▶ DIRECTIONS
Print exactly the lines from the line with "let listener = tokio::net::TcpListener::bind(&addr)" to the last line of the data, please, both included.

▶ RECORD SET
★ ★ ★ ★
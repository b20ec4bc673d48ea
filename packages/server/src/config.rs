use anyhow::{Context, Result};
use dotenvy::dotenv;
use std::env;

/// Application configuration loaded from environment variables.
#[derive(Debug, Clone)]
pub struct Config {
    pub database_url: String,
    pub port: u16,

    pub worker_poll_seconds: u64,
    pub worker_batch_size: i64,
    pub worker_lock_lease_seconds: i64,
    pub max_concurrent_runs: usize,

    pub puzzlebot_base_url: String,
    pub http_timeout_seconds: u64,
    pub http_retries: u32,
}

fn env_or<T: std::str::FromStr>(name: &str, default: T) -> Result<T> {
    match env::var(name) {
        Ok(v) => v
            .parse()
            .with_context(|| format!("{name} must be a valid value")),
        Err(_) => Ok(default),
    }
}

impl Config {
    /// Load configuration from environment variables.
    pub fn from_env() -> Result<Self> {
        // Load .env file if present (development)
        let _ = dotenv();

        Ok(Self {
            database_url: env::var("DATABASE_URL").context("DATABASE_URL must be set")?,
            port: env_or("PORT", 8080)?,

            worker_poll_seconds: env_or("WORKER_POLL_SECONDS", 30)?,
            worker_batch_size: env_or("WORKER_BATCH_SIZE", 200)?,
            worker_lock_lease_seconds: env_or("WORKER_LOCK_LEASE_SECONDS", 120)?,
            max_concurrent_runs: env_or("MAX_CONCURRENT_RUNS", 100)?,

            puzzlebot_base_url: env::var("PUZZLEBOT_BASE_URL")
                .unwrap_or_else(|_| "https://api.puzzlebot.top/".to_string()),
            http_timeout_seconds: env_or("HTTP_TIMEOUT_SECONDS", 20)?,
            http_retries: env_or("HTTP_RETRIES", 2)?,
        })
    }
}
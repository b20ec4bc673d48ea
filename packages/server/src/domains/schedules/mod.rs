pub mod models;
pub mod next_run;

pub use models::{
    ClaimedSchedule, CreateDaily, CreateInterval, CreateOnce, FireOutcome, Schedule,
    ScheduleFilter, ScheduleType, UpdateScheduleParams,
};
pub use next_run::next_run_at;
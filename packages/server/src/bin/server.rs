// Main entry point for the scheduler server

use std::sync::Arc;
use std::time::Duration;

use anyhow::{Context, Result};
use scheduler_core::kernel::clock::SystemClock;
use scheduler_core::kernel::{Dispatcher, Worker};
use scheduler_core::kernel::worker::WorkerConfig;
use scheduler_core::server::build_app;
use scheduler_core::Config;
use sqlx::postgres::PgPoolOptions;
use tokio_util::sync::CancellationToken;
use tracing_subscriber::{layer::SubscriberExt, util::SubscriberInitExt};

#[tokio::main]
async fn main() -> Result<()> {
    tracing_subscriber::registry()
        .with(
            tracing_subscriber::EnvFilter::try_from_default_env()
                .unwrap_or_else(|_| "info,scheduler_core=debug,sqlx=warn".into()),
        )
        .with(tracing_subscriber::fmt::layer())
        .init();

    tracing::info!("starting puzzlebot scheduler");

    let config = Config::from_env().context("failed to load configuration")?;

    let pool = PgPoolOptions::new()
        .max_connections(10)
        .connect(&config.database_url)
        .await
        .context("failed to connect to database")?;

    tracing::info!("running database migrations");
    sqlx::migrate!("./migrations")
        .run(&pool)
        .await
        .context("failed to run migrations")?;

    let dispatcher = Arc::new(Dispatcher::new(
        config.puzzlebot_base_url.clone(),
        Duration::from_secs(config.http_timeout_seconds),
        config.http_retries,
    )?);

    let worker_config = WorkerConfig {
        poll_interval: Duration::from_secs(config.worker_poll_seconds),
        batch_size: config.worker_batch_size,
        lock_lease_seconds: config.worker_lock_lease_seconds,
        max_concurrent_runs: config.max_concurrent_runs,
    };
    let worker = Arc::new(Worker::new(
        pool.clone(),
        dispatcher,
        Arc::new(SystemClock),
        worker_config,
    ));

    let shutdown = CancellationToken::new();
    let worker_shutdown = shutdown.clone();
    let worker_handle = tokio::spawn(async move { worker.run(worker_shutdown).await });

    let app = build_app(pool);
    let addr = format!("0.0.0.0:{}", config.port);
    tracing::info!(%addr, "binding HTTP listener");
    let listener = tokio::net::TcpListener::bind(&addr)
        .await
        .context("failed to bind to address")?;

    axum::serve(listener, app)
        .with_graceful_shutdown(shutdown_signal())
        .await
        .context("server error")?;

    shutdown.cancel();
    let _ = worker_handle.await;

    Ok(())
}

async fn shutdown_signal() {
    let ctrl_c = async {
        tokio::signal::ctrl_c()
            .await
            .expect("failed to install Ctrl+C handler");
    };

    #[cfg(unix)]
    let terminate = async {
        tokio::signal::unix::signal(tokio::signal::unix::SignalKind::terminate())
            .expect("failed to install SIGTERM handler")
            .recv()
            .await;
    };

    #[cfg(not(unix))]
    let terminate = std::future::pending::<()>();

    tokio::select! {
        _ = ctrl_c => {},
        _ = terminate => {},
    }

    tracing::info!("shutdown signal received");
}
★ ★ ★ ★
▶ RESPONSE BOX
    let listener = tokio::net::TcpListener::bind(&addr)
        .await
        .context("failed to bind to address")?;

    axum::serve(listener, app)
        .with_graceful_shutdown(shutdown_signal())
        .await
        .context("server error")?;

    shutdown.cancel();
    let _ = worker_handle.await;

    Ok(())
}

async fn shutdown_signal() {
    let ctrl_c = async {
        tokio::signal::ctrl_c()
            .await
            .expect("failed to install Ctrl+C handler");
    };

    #[cfg(unix)]
    let terminate = async {
        tokio::signal::unix::signal(tokio::signal::unix::SignalKind::terminate())
            .expect("failed to install SIGTERM handler")
            .recv()
            .await;
    };

    #[cfg(not(unix))]
    let terminate = std::future::pending::<()>();

    tokio::select! {
        _ = ctrl_c => {},
        _ = terminate => {},
    }

    tracing::info!("shutdown signal received");
}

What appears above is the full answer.